‘Petty’ allotment rules bid looks set to be dropped 

Bristol’s deputy mayor has dropped a huge hint that some of the “petty” new rules proposed for allotment holders will be ditched.

But Cllr Craig Cheney (Labour, Hillfields) said controversial planned increases to fees for plots were likely to still go ahead because they were needed to improve the service.

Public consultation closed on January 31  into the city council’s new allotment rents and tenancy policy, which includes a raft of additional charges and changes to what is allowed on the land.

Plotholders would be forced to remove fences, hedges, most trees and large play equipment, as well as replace glass in greenhouses with twin-walled plastic and drain water from deeper ponds.

New fees include £25 for keeping bees, chickens or rabbits and £15 for a shed, greenhouse, cold frame, fruit cage, pond and to register a co-worker, while the annual cost of having an allotment would double for many.

A petition opposing the plans topped 6,000 signatures, with tenants saying they will be forced off the land.

Bristol City Council, which manages 4,000 plots, with another 1,500 run on its behalf by five associations, has said it needs to increase rents, which were last reviewed in 2018, and that there are 8,000 people on the waiting list, so more space needs to be freed up.

The council is reviewing responses but suggested at a council budget scrutiny meeting on January 30 that although the rents would have to go up the other changes might be dropped..

Cllr Cheney said at the meeting: “Will we introduce many of the things in the consultation? I suspect not. “I’ll be kind, the document that was issued was perhaps not something that we would have approved of.”

Cllr John Goulandris (Conservative, Stoke Bishop) said: “A lot of allotment holders say they are going to cancel their allotments.”
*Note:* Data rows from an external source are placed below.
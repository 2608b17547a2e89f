use async_trait::async_trait;
use tokio::sync::broadcast;

use crate::error::AlgoError;
use crate::gateway::traits::{Gateway, GatewayEvent};
use crate::models::order::{CancelRequest, OrderId, OrderRequest};

/// A recording implementation of the Gateway trait for testing and development.
///
/// Every request is kept in submission order. Events are injected with [`MockGateway::emit`].
pub struct MockGateway {
    events: broadcast::Sender<GatewayEvent>,
    submitted: Vec<(OrderId, OrderRequest)>,
    cancels: Vec<CancelRequest>,
    subscriptions: Vec<String>,
    reject_orders: bool,
    order_id_counter: u64,
}

impl MockGateway {
    pub fn new() -> Self {
        let (events, _) = broadcast::channel(1024);
        Self {
            events,
            submitted: Vec::new(),
            cancels: Vec::new(),
            subscriptions: Vec::new(),
            reject_orders: false,
            order_id_counter: 0,
        }
    }

    /// Make every following submission fail synchronously
    pub fn set_reject_orders(&mut self, reject: bool) {
        self.reject_orders = reject;
    }

    /// Publish an event to every subscriber
    pub fn emit(&self, event: GatewayEvent) {
        let _ = self.events.send(event);
    }

    /// Accepted submissions as (exchange id, request)
    pub fn submitted(&self) -> &[(OrderId, OrderRequest)] {
        &self.submitted
    }

    pub fn cancels(&self) -> &[CancelRequest] {
        &self.cancels
    }

    pub fn subscriptions(&self) -> &[String] {
        &self.subscriptions
    }

    fn generate_order_id(&mut self) -> OrderId {
        self.order_id_counter += 1;
        OrderId(format!("mock-{}", self.order_id_counter))
    }
}

impl Default for MockGateway {
    fn default() -> Self {
        Self::new()
    }
}

#[async_trait]
impl Gateway for MockGateway {
    async fn submit_order(&mut self, request: OrderRequest) -> Result<OrderId, AlgoError> {
        if self.reject_orders {
            return Err(AlgoError::GatewayRejected(format!(
                "mock gateway rejected {}",
                request.order_id
            )));
        }

        let order_id = self.generate_order_id();
        self.submitted.push((order_id.clone(), request));
        Ok(order_id)
    }

    async fn cancel_order(&mut self, request: CancelRequest) -> Result<(), AlgoError> {
        self.cancels.push(request);
        Ok(())
    }

    async fn subscribe(&mut self, instrument: &str) -> Result<(), AlgoError> {
        self.subscriptions.push(instrument.to_string());
        Ok(())
    }

    fn subscribe_events(&self) -> broadcast::Receiver<GatewayEvent> {
        self.events.subscribe()
    }
}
Cllr Heather Mack (Green, Lockleaze) said site reps were resigning in protest.

She asked: “If we don’t have site reps or those onboard for our allotments strategy, how do we maintain allotments without then having to increase the number of staff, which will then cost more money?”

Cabinet member for transport Cllr Don Alexander (Labour, Avonmouth & Lawrence Weston), who is an allotments site rep, said: “The really important thing is that you have a clear set of rules and you have the officers to back you up on those rules.
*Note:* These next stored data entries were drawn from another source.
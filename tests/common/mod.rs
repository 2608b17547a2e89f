//! 통합 테스트 공용 도우미

#![allow(dead_code)]

use std::sync::Arc;
use tokio::sync::RwLock;
use xAlgo::config::EngineConfig;
use xAlgo::core::engine::AlgoEngine;
use xAlgo::gateway::mocks::MockGateway;
use xAlgo::models::order::{OrderId, OrderRequest};
use xAlgo::{AlgoId, Fill, OrderStatus, OrderUpdate, TickSnapshot};

pub fn setup(max_running_per_instrument: usize) -> (AlgoEngine, Arc<RwLock<MockGateway>>) {
  let gateway = Arc::new(RwLock::new(MockGateway::new()));
  // 엔진 태스크 타이머는 테스트가 직접 보내는 Timer 이벤트와 섞이지 않도록 길게
  let config = EngineConfig {
    max_running_per_instrument,
    timer_interval_ms: 3_600_000,
    ..EngineConfig::default()
  };
  let engine = AlgoEngine::new(config, gateway.clone());
  (engine, gateway)
}

pub fn tick(bid: f64, ask: f64) -> TickSnapshot {
  TickSnapshot::new("XYZ", bid, ask, (bid + ask) / 2.0, 0)
}

/// 게이트웨이가 받은 주문 (거래소 ID, 요청)
pub async fn submitted(gateway: &Arc<RwLock<MockGateway>>) -> Vec<(OrderId, OrderRequest)> {
  gateway.read().await.submitted().to_vec()
}

pub async fn submitted_for(gateway: &Arc<RwLock<MockGateway>>, algo_id: &AlgoId) -> usize {
  gateway
    .read()
    .await
    .submitted()
    .iter()
    .filter(|(_, request)| &request.algo_id == algo_id)
    .count()
}

pub async fn cancel_count(gateway: &Arc<RwLock<MockGateway>>) -> usize {
  gateway.read().await.cancels().len()
}

/// 주문 전량 체결: 체결 이벤트 후 Filled 상태 변경
pub async fn fill_completely(engine: &mut AlgoEngine, exchange_id: &OrderId, fill_id: &str, price: f64, quantity: f64) {
  engine
    .dispatch_fill(Fill::new(fill_id, exchange_id.clone(), price, quantity, 0))
    .await
    .unwrap();
  engine
    .dispatch_order_update(OrderUpdate::new(exchange_id.0.clone(), OrderStatus::Filled, quantity))
    .await
    .unwrap();
}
“It’s not that we don’t occasionally bend the rules a little bit but we do need officers to back us up when somebody has really gone and done something that’s affecting the safety of other people or affecting the ability of other plotholders to grow stuff because at the end of the day allotments are about food production.

“We’ve been short of site reps for a long time before any changes were proposed in the rules, and one of the reasons is that they’re not backed up in trying to sort out the very human problems that occur on allotments.”

Cabinet member for public health and communities Cllr Ellie King (Labour, Hillfields) said: “Site reps are volunteer posts and we try to entice people in by giving them significant discounts or free plots in some cases, but it will continue to be a challenge.

“One of the important points to raise is that it is a very open and live consultation, so nothing is set in stone yet and we are still continuing to work on it and listen.”

She said the proposed new rules “did not come out of nowhere” but were in response to requests from site reps.